Someday I would like to better understand how Congress comes up with bill names. Some bill titles are obviously just meant to raise awareness of a Congressman’s particular pet peeve, such as the 1997 Stark Naked Act (or more accurately the No Private Contracts to Be Negotiated When the Patient Is Buck Naked Act), which would have made it illegal for doctors to get patients to agree to charges while they were disrobed in the exam room. While other bills titles are clearly intended to spice up decidedly uninteresting topics, such as the 2011 HAPPY Act (or the Humanity and Pets Partnering through the Years Act), which would have made pet-care expenses tax deductible. Then there are bills whose titles are pure spin, designed to sway public opinion in favor of the controversial policies they enact, such as the PATRIOT Act or the Affordable Care Act.
Occasionally, bills are put forward with names that perfectly match the policies they address. The Smarter Sentencing Act, sponsored by Sen. Mike Lee, R-Utah and Sen. Dick Durbin, D-Illi, is just such an example. I am hopeful, optimistic even, that Senators Lee and Durbin will successfully shepherd this bi-partisan, common-sense bill through, perhaps, the most dysfunctional Congress in decades. Should they succeed (and I believe they will), it will be a notable achievement.
Legislators love to be “tough on crime”, as well they should be. But over the years, being tough on crime has led to the overly formulaic, and somewhat lazy process of codifying mandatory minimum sentences into criminal codes. Since the 1980s, the number of federal mandatory sentences has doubled, while we’ve experienced a 500 percent increase in federal inmates (with close to 50 percent serving sentences for non-violent drug offenses), and an 1100 percent increase in the costs of federal incarcerations. By being “tough on crime” through mandatory sentences, legislators have strained the corrections system, compromised the safety of both prison guards and inmates, and diverted precious resources from law enforcement and crime prevention towards incarcerations. The Federal Bureau of Prisons is operating at nearly 40 percent above capacity, and it is costing us about $29,000 per year to lock-up each federal inmate. Incarceration and detention costs eat up nearly a third of the Department of Justice’s discretionary budget, squeezing the resources available for other mission critical activities. More than 60 percent of federal district court judges believe that all of the mandatory minimum sentences they are required to impose are too high.
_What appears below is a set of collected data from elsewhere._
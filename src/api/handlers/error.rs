use axum::{
    Json,
    http::StatusCode,
    response::{IntoResponse, Response},
};
use serde::Serialize;
use thiserror::Error;
use tracing::error;
use utoipa::ToSchema;

/// Failures a request can end with; the `Display` text is the `error` field sent to the caller.
#[derive(Debug, Error)]
pub enum ApiError {
    #[error("Email already exists")]
    EmailExists,
    #[error("Invalid credentials")]
    InvalidCredentials,
    #[error("Missing field: {0}")]
    MissingField(&'static str),
    #[error("Invalid request payload")]
    InvalidPayload,
    #[error("Internal server error")]
    Storage(#[from] sqlx::Error),
}

impl ApiError {
    #[must_use]
    pub const fn status(&self) -> StatusCode {
        match self {
            Self::EmailExists | Self::MissingField(_) | Self::InvalidPayload => {
                StatusCode::BAD_REQUEST
            }
            Self::InvalidCredentials => StatusCode::UNAUTHORIZED,
            Self::Storage(_) => StatusCode::INTERNAL_SERVER_ERROR,
        }
    }
}

#[derive(ToSchema, Serialize, Debug)]
pub struct ErrorBody {
    pub error: String,
}

impl IntoResponse for ApiError {
    fn into_response(self) -> Response {
        if let Self::Storage(e) = &self {
            error!("Storage error: {:?}", e);
        }

        let body = ErrorBody {
            error: self.to_string(),
        };

        (self.status(), Json(body)).into_response()
    }
}

#[cfg(test)]
mod tests {
    use super::*;

    #[test]
    fn test_status_codes() {
        assert_eq!(ApiError::EmailExists.status(), StatusCode::BAD_REQUEST);
        assert_eq!(ApiError::InvalidCredentials.status(), StatusCode::UNAUTHORIZED);
        assert_eq!(
            ApiError::MissingField("email").status(),
            StatusCode::BAD_REQUEST
        );
        assert_eq!(ApiError::InvalidPayload.status(), StatusCode::BAD_REQUEST);
        assert_eq!(
            ApiError::Storage(sqlx::Error::PoolTimedOut).status(),
            StatusCode::INTERNAL_SERVER_ERROR
        );
    }

    #[test]
    fn test_messages() {
        assert_eq!(ApiError::EmailExists.to_string(), "Email already exists");
        assert_eq!(ApiError::InvalidCredentials.to_string(), "Invalid credentials");
        assert_eq!(
            ApiError::MissingField("password").to_string(),
            "Missing field: password"
        );
    }

    #[test]
    fn test_storage_error_hides_details() {
        let err = ApiError::Storage(sqlx::Error::Protocol("disk I/O error".to_string()));
        assert_eq!(err.to_string(), "Internal server error");
    }
}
I agree with Senators Lee and Durbin that we need to be smarter about our federal sentencing practices. The Smarter Sentencing Act does not repeal mandatory sentences, but allows federal judges some flexibility in sentencing certain non-violent drug offenders below existing mandatory minimums. The bill also promotes sentencing consistent with the 2010 Fair Sentencing Act, which reduced the sentencing disparities between crack and powder cocaine offenses. It allows those inmates who received disproportionately harsh sentences for possessing crack cocaine to petition the courts for an individualized review of their case. These modest changes to the federal sentencing guidelines will relieve pressure on our federal Department of Justice budget, on our criminal justice system and on our federal prisons. It will also alleviate the pressure on our federal judges who have been forced to lock away non-violent drug offenders for years when they might have been better served with less time behind bars and more time in treatment facilities.
I am hopeful that the Smarter Sentencing Act will help rebalance our criminal justice system. I am also hopeful that this bi-partisan legislation will help break the partisan gridlock we’ve experienced over the past several years.
Dan Liljenquist is a former state senator and former U.S. Senate candidate.